I looked towards this move with mixed feelings, but everything went better than I thought it would.
 It seems to always happen that wherever one goes on the mission trail, one experiences all kind of things that cheer the heart and make the toils of the trip bearable. So it happened this time as well, and under God’s friendly care we arrived via a better way, after all kinds of dangers, at our new domain, about whose two-, four-, and six-legged inhabitants this narrative should tell all sorts of things.
 With the mention of the six-legged creatures you probably get a mild shiver. But the insects are not the ones that cause all the problems for our brave troops. While the insects certainly cause mischief in Africa, they come up the stairs of the Mission houses one at a time, only as rare “stowaways” in the belongings of the employees or visitors. I will not explain what I mean by this, so that every gentle reader may figure it out for themselves.
After we had reached our destination with our boxes and suitcases in the dark of night, we had a refreshing night’s rest for the first time. Then we had to set up our living quarters. In doing so, it happened to us, as it does with many moving in Germany, that all sorts of things did not fit into the new apartment. Of course, the furniture stays put, and that is good. Can you imagine the cost of lugging the heavy furniture from place to place? First, it became evident that our curtains for the lower windows of the Peki houses were much too long. The lower panes were so low that my husband could comfortably look in at me from the porch through the casement window. So, quickly I grab my sewing machine and, clickety clack, I pull a piece of the curtain down and give it a new hem. This was the first trick; the second one was not so quickly accomplished.
In Peki the furniture was manufactured at the station out of native wood. Now instead of dressers, which were brought as cargo in the missionary sailboat from Europe, there were cabinets with nice large shelves. I brought beautiful new table runners, but when I put them on top of the cabinet they looked very tiny. But what can you do?
 They would have to do until I had time to find new ones, but as long as I was in Peki, I never found them. In the parlor, which should appear welcoming, the little table runners had to stay on top of the large cabinets. And so there were all sorts of nuisances that one had to endure. A person can get used to so many things, but it was harder to get along with the living “inventory,” our servants.
Naturally, our housemaid in Keta could not be persuaded to go so far away from Father and Mother, all the way out in the “Bush”, as the inland stations were called. Only my faithful cook accompanied us and stayed with us until we returned home again.

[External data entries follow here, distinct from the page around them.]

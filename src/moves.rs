mod convert;
mod ordering;

use std::fmt;

use shakmaty::{CastlingSide, Role, Square};
use thiserror::Error;

use crate::occupant::Occupant;

pub use ordering::sort_best_first;

/// `castle_type()` value of a king-side castle
pub const KINGSIDE_CASTLE: u8 = 1;
/// `castle_type()` value of a queen-side castle
pub const QUEENSIDE_CASTLE: u8 = 2;

const PROMOTION_BIT: u8 = 0b1000;
const CAPTURE_BIT: u8 = 0b0100;
const SPECIAL_BITS: u8 = 0b0011;

/// Lowercase piece letters indexed by [`Role`] discriminant (pawn = 1).
const PIECE_LETTERS: [char; 7] = ['.', 'p', 'n', 'b', 'r', 'q', 'k'];

/// Error when a move is requested with arguments the encoding cannot hold.
#[derive(Debug, Clone, Copy, Error, PartialEq, Eq)]
pub enum MoveError {
    /// A castle cannot also be a promotion
    #[error("a move cannot be both a promotion and a castle")]
    PromotionWithCastle,
    /// A castle never captures
    #[error("a castling move cannot be a capture")]
    CastleWithCapture,
    /// Pawns only promote to knight, bishop, rook or queen
    #[error("cannot promote to {0:?}")]
    InvalidPromotion(Role),
    /// The source square holds no piece
    #[error("no piece on source square {0}")]
    EmptySource(Square),
    /// Drops have no source square to encode
    #[error("piece drop to {0} has no source square")]
    PieceDrop(Square),
    /// Only corner rooks can be restored from a castle side
    #[error("castling rook on {0} is not on a corner square")]
    NonStandardCastle(Square),
    /// A capture needs a piece on the destination to rebuild it
    #[error("capture onto empty square {0}")]
    EmptyCapture(Square),
}

/// What kind of move this is, fixed at construction time.
#[derive(Debug, Clone, Copy, PartialEq, Eq, Hash)]
pub enum MoveKind {
    /// Any move without a special meaning, capturing or not
    Normal,
    /// A pawn's initial two-square advance
    DoublePush,
    /// A pawn capture landing on the empty square behind a double-pushed pawn
    EnPassant,
    /// King and rook repositioning on the given side
    Castle(CastlingSide),
    /// A pawn promoting to the given role
    Promotion(Role),
}

impl MoveKind {
    /// Kind requested by the caller, before pawn geometry is consulted.
    fn requested(promotion: Option<Role>, castle: Option<CastlingSide>) -> Self {
        match (castle, promotion) {
            (Some(side), _) => MoveKind::Castle(side),
            (None, Some(role)) => MoveKind::Promotion(role),
            (None, None) => MoveKind::Normal,
        }
    }
}

/// A single pseudo-legal move.
///
/// Every classification query answers from the kind and capture flag decided
/// in [`Move::new`]; the source and destination are never re-inspected.
#[derive(Clone, Copy, PartialEq, Eq, Hash)]
pub struct Move {
    src: Occupant,
    dest: Occupant,
    score: i32,
    kind: MoveKind,
    capture: bool,
}

impl Move {
    /// Create a non-capturing move, optionally a castle.
    ///
    /// Pawn geometry still applies: a pawn moving two ranks becomes a double
    /// push and a pawn moving diagonally onto an empty square becomes an en
    /// passant capture.
    pub fn quiet(src: Occupant, dest: Occupant, score: i32, castle: Option<CastlingSide>) -> Self {
        let requested = MoveKind::requested(None, castle);
        let (kind, capture) = Self::classify(&src, &dest, requested, false);
        Self {
            src,
            dest,
            score,
            kind,
            capture,
        }
    }

    /// Create a promotion and/or capture.
    ///
    /// A capture flag on a non-pawn move is taken as given; the destination
    /// should then hold the captured piece, otherwise
    /// [`to_shakmaty`](Move::to_shakmaty) refuses to rebuild it.
    pub fn tactical(
        src: Occupant,
        dest: Occupant,
        promotion: Option<Role>,
        score: i32,
        capture: bool,
    ) -> Result<Self, MoveError> {
        Self::new(src, dest, score, promotion, capture, None)
    }

    /// Create a move from every argument the encoding knows about.
    ///
    /// Arguments are applied in a fixed order, later steps winning:
    /// 1. capture, castle side and promotion piece as given,
    /// 2. a pawn moving exactly two ranks is a double push (never a capture),
    /// 3. a pawn changing file onto an empty square is an en passant capture.
    ///
    /// # Errors
    ///
    /// Fails when promotion and castle are both given, when a castle is
    /// flagged as a capture, or when the promotion role is a pawn or king.
    pub fn new(
        src: Occupant,
        dest: Occupant,
        score: i32,
        promotion: Option<Role>,
        capture: bool,
        castle: Option<CastlingSide>,
    ) -> Result<Self, MoveError> {
        if promotion.is_some() && castle.is_some() {
            return Err(MoveError::PromotionWithCastle);
        }
        if castle.is_some() && capture {
            return Err(MoveError::CastleWithCapture);
        }
        if let Some(role) = promotion
            && matches!(role, Role::Pawn | Role::King)
        {
            return Err(MoveError::InvalidPromotion(role));
        }

        let requested = MoveKind::requested(promotion, castle);
        let (kind, capture) = Self::classify(&src, &dest, requested, capture);
        Ok(Self {
            src,
            dest,
            score,
            kind,
            capture,
        })
    }

    /// Apply the pawn geometry overrides on top of the requested kind.
    fn classify(
        src: &Occupant,
        dest: &Occupant,
        requested: MoveKind,
        capture: bool,
    ) -> (MoveKind, bool) {
        let mut decided = (requested, capture);

        if src.is_pawn() && (src.rank() as i32 - dest.rank() as i32).abs() == 2 {
            decided = (MoveKind::DoublePush, false);
        }

        if src.is_pawn() && dest.is_empty() && src.file() != dest.file() {
            decided = (MoveKind::EnPassant, true);
        }

        let discarded = requested != MoveKind::Normal || (capture && !decided.1);
        if decided.0 != requested && discarded {
            log::debug!(
                "{}{}: pawn geometry overrides requested {:?} (capture: {}) with {:?}",
                src,
                dest,
                requested,
                capture,
                decided.0
            );
        }

        decided
    }

    /// Origin square and the moving piece
    #[inline]
    pub const fn src(&self) -> Occupant {
        self.src
    }

    /// Destination square and the piece captured there, if any
    #[inline]
    pub const fn dest(&self) -> Occupant {
        self.dest
    }

    /// Externally assigned ranking value; only used for ordering
    #[inline]
    pub const fn score(&self) -> i32 {
        self.score
    }

    /// Classification decided at construction
    #[inline]
    pub const fn kind(&self) -> MoveKind {
        self.kind
    }

    /// Check if this is a pawn's two-square advance
    #[inline]
    pub fn is_double_push(&self) -> bool {
        self.kind == MoveKind::DoublePush
    }

    /// Check if this is an en passant capture
    #[inline]
    pub fn is_en_passant(&self) -> bool {
        self.kind == MoveKind::EnPassant
    }

    /// True for normal captures, capturing promotions and en passant
    #[inline]
    pub const fn is_capture(&self) -> bool {
        self.capture
    }

    /// Check if this is a castle on either side
    #[inline]
    pub const fn is_castle(&self) -> bool {
        matches!(self.kind, MoveKind::Castle(_))
    }

    /// Side of the castle, if this is one
    #[inline]
    pub const fn castle_side(&self) -> Option<CastlingSide> {
        match self.kind {
            MoveKind::Castle(side) => Some(side),
            _ => None,
        }
    }

    /// Numeric castle kind: 0 if not a castle, otherwise [`KINGSIDE_CASTLE`]
    /// or [`QUEENSIDE_CASTLE`].
    #[inline]
    pub const fn castle_type(&self) -> u8 {
        match self.castle_side() {
            None => 0,
            Some(CastlingSide::KingSide) => KINGSIDE_CASTLE,
            Some(CastlingSide::QueenSide) => QUEENSIDE_CASTLE,
        }
    }

    /// Check if a pawn promotes with this move
    #[inline]
    pub const fn is_promotion(&self) -> bool {
        matches!(self.kind, MoveKind::Promotion(_))
    }

    /// Role the pawn promotes to, if this is a promotion
    #[inline]
    pub const fn promotion_piece(&self) -> Option<Role> {
        match self.kind {
            MoveKind::Promotion(role) => Some(role),
            _ => None,
        }
    }

    /// Packed 4-bit classification code.
    ///
    /// ```text
    /// bit  3:   promotion
    /// bit  2:   capture
    /// bits 0-1: 00 normal, 01 double push, 10 king-side castle,
    ///           11 queen-side castle (en passant with bit 2 set),
    ///           promotion piece - 1 when bit 3 is set (knight = 1 .. queen = 4)
    /// ```
    pub fn flags(&self) -> u8 {
        let capture = if self.capture { CAPTURE_BIT } else { 0 };
        match self.kind {
            MoveKind::Normal => capture,
            MoveKind::DoublePush => 0b0001,
            MoveKind::EnPassant => 0b0101,
            MoveKind::Castle(CastlingSide::KingSide) => 0b0010,
            MoveKind::Castle(CastlingSide::QueenSide) => 0b0011,
            MoveKind::Promotion(role) => {
                // Knight is the lowest promotion role and encodes as 0.
                let special = (role as u8).wrapping_sub(Role::Knight as u8) & SPECIAL_BITS;
                PROMOTION_BIT | capture | special
            }
        }
    }
}

/// Display in coordinate notation (e.g., "e2e4", "a7a8q").
impl fmt::Display for Move {
    fn fmt(&self, f: &mut fmt::Formatter<'_>) -> fmt::Result {
        write!(f, "{}{}", self.src, self.dest)?;
        if let Some(role) = self.promotion_piece() {
            write!(f, "{}", PIECE_LETTERS[role as usize])?;
        }
        Ok(())
    }
}

impl fmt::Debug for Move {
    fn fmt(&self, f: &mut fmt::Formatter<'_>) -> fmt::Result {
        f.debug_struct("Move")
            .field("src", &format_args!("{}", self.src))
            .field("dest", &format_args!("{}", self.dest))
            .field("score", &self.score)
            .field("kind", &self.kind)
            .field("capture", &self.capture)
            .field("flags", &format_args!("{:#06b}", self.flags()))
            .finish()
    }
}
use anyhow::{Context, Result};
use camino::Utf8PathBuf;
use libhasher::common::{is_directory, XATTR_PREFIX};
use libhasher::pipeline::concurrent_update;
use libhasher::reporting::ProgressNotifier;
use libhasher::update::update_hash;
use libhasher::walk::walk_dir;
use libhasher::{clamp_workers, clear_attrs, HashAlg, HasherError};

use crate::progress::{HasherProgressNotifier, StdioProgressNotifier};
use crate::style;

pub fn run_update(
	paths: &[Utf8PathBuf],
	alg: HashAlg,
	force: bool,
	recursive: bool,
	verbose: bool,
	workers: usize,
) -> Result<i32> {
	if recursive {
		let requested = if workers == 0 { num_cpus::get() } else { workers };
		let workers = clamp_workers(requested);

		// the multi-row display needs a real terminal behind it
		let notifier: Box<dyn ProgressNotifier> =
			if verbose && console::Term::stderr().is_term() {
				Box::new(HasherProgressNotifier::new(workers))
			} else {
				Box::new(StdioProgressNotifier)
			};

		let results = concurrent_update(paths, alg, workers, force, notifier.as_ref())
			.context("bulk update failed")?;

		let failed = results.iter().filter(|r| r.failed()).count();
		if failed > 0 {
			style::show_error(&format!("{failed} of {} files failed", results.len()));
			return Ok(1);
		}
		return Ok(0);
	}

	let mut status = 0;
	for path in paths {
		match update_hash(path, alg, force) {
			Ok(update) => {
				if let Some(err) = &update.attr_error {
					style::show_warn(&err.to_string());
				}
				if verbose {
					let mark = if update.changed { " *" } else { "" };
					println!("{path}  {}{mark}", update.hash.hex());
				}
			}
			Err(err) => {
				style::show_error(&err.to_string());
				status = 1;
			}
		}
	}
	Ok(status)
}

pub fn run_clear(paths: &[Utf8PathBuf], recursive: bool, verbose: bool) -> Result<i32> {
	let mut status = 0;
	for path in paths {
		let result = if recursive && is_directory(path).unwrap_or(false) {
			walk_dir(path, &mut |file_path, file| {
				clear_attrs(file, XATTR_PREFIX)
					.map_err(|e| HasherError::UpdateAttribute {
						path: file_path.to_owned(),
						attr: XATTR_PREFIX.to_string(),
						source: e,
					})?;
				if verbose {
					println!("{file_path}");
				}
				Ok(())
			})
		} else {
			clear_one(path, verbose)
		};

		if let Err(err) = result {
			style::show_error(&err.to_string());
			status = 1;
		}
	}
	Ok(status)
}

fn clear_one(path: &Utf8PathBuf, verbose: bool) -> Result<(), HasherError> {
	let file = libhasher::common::open_regular(path)?;
	clear_attrs(&file, XATTR_PREFIX).map_err(|e| HasherError::UpdateAttribute {
		path: path.to_owned(),
		attr: XATTR_PREFIX.to_string(),
		source: e,
	})?;
	if verbose {
		println!("{path}");
	}
	Ok(())
}
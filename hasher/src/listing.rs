use anyhow::{Context, Result};
use camino::{Utf8Path, Utf8PathBuf};
use libhasher::common::ensure_directory;
use libhasher::manifest::list_hashes;
use libhasher::reporting::ProgressNotifier;
use libhasher::HashAlg;

use crate::progress::{HasherProgressNotifier, StdioProgressNotifier};

pub fn run_list_hash(
	dirs: &[Utf8PathBuf],
	alg: HashAlg,
	out: Option<&Utf8Path>,
	update: bool,
) -> Result<i32> {
	for dir in dirs {
		ensure_directory(dir).with_context(|| format!("not a directory: {dir}"))?;
	}

	match out {
		Some(out_path) => {
			// stdout is free, so a progress display is welcome
			let file = std::fs::File::create(out_path)
				.with_context(|| format!("failed to create {out_path}"))?;
			let notifier: Box<dyn ProgressNotifier> =
				if console::Term::stderr().is_term() {
					Box::new(HasherProgressNotifier::new(1))
				} else {
					Box::new(StdioProgressNotifier)
				};
			list_hashes(dirs, alg, update, file, notifier.as_ref())?;
		}
		None => {
			let stdout = std::io::stdout().lock();
			list_hashes(dirs, alg, update, stdout, &StdioProgressNotifier)?;
		}
	}
	Ok(0)
}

 On the first Sunday in Peki, after the service, we received all sorts of greetings and curious visitors. Among the latter was also a handsome, fairly light-colored girl, who volunteered to come work for us. She had a friendly face and we liked her immediately. In the course of time, unfortunately, this friendly appearance was distorted all too often through her pig-headedness and sullen moods. But I was happy to have found someone so quickly, as the Pekians believe it to be beneath their dignity to serve whites. We also found my second “support” quickly. However, she had a large wound on her ankle and was not able to fully exert herself. My hope was that through good care and plenty of rest the foot would soon heal; however, it did not, and so I eventually had to send her home.
But I had, however, so much voluntary help in my school, that we managed the work just fine. There was no greater joy for the little girls and boys than if they were permitted to help Aveno (the school-teacher). The children struggled, however, with the European materials, like brooms and knives. They didn’t understand them and one after another had to try their skills at sweeping, until the stairs were reasonably clean. For this great effort there naturally also had to be a reward, and the victors proudly distributed their prize, a little piece of “Jesus bolo” (bread from the white people), among their comrades who asked for it. It provided only enough for everyone to have just a few crumbs, but the awareness that they had once again enjoyed European bread was entirely sufficient.
Now it was necessary to make visitations.
 First of all was the ruler of the Peki Valley, Fia Kwadzo the VIII. It was one year since he had risen against the former chieftain and come to the throne. His predecessor was a cruel, greedy person, who tormented his people and took money from them until they became outraged. It went so badly that the European government had to send in the black army to help. How unfortunate for the goats, sheep, and chickens that let themselves be seen in the paths and open courts at such a time.
 Countless numbers of them found their way into the cooking pots of the defense troops. Finally, the decision was made against the old king. It also didn’t help him that he secretly had a small buck butchered and its blood deposited in front of him. He wanted to make people believe that a hemorrhage had so weakened him, that it was impossible for him to leave the seat of government and go into exile.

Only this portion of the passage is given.